LMPH42
Nelson Goodman, Ways of Worldmaking
Jean-Luc Gautero
Nelson Goodman est un auteur souvent mentionné dans les discussions autour du réalisme scientifique, lui-même se réclamant d’une position qu’il appelle « irréalisme ». Ways of worldmaking développant cette position, c’est dans cette perspective que je l’aborderai, laissant à Carole Talon-Hugon le soin de faire un petit nombre de séances sur le versant esthétique de cet ouvrage (même si, il faut le reconnaître, la séparation entre l’épistémologie de Nelson Goodman et son esthétique est quelque peu discutable, chacune des deux enrichissant l’autre).
Sont évidemment incontournables l’édition anglaise du livre de Goodman (Hackett Publishing Company, 1978) et sa traduction française (Manières de faire des mondes, Gallimard, Folio, 2006).

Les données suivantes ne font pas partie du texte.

//! Process entry point: logging, config, store, and the axum server.

use std::sync::Arc;

use anyhow::Result;
use tokio::net::TcpListener;
use tracing::info;
use tracing_subscriber::EnvFilter;

use bintrack_core::service::BinService;
use bintrack_server::{config::ServerConfig, http};
use bintrack_store_memory::MemoryBinStore;

#[tokio::main]
async fn main() -> Result<()> {
    tracing_subscriber::fmt()
        .with_env_filter(
            EnvFilter::try_from_default_env().unwrap_or_else(|_| EnvFilter::new("info")),
        )
        .init();

    let config = ServerConfig::from_env()?;

    let store = Arc::new(MemoryBinStore::new());
    let service = Arc::new(BinService::new(store));
    let app = http::router(service);

    let listener = TcpListener::bind(config.bind_addr).await?;
    info!(addr = %config.bind_addr, "bintrack server listening");

    axum::serve(listener, app)
        .with_graceful_shutdown(shutdown_signal())
        .await?;

    Ok(())
}

async fn shutdown_signal() {
    // Shut down cleanly on ctrl-c; any signal error falls through to the
    // same shutdown path.
    let _ = tokio::signal::ctrl_c().await;
    info!("shutting down");
}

Il existe de nombreux commentaires consacrés à Goodman, je ne suis cependant en cette fin juin encore arrivé à m’en procurer aucun. Je citerai toutefois, pour celles et ceux qui auraient plus de chance que moi :
Erkenntnis 12 1978 (volumes 1 et 2)
Journal of Philosophy 76 (1979)
Worldmaking's Ways, Eds. L. Aagaard-Mogensen, R. Pinxten, and F. Vandamme. Gent: Communication & Cognition, 1987.
Synthese 95,1 (1993)
Philosophia Scientiae 2, 1-2 (1997)
Erkenntnis 52 2 (2000)
Plus facile d’accès (on en trouve de larges extraits sur Internet) est l’ouvrage de Ian Hacking Le plus pur nominalisme. L’énigme de Goodman (L’Éclat, 1993), qui est malheureusement plus centré sur Fact, Fiction and Forecast (Harvard University Press, 1954) que sur Ways of Worldmaking (même s’il y est aussi fait référence, Ways of worldmaking reprenant en quelques occasions des discussions sur l’adjectif « grue » introduit dans Fact, Fiction and Forecast).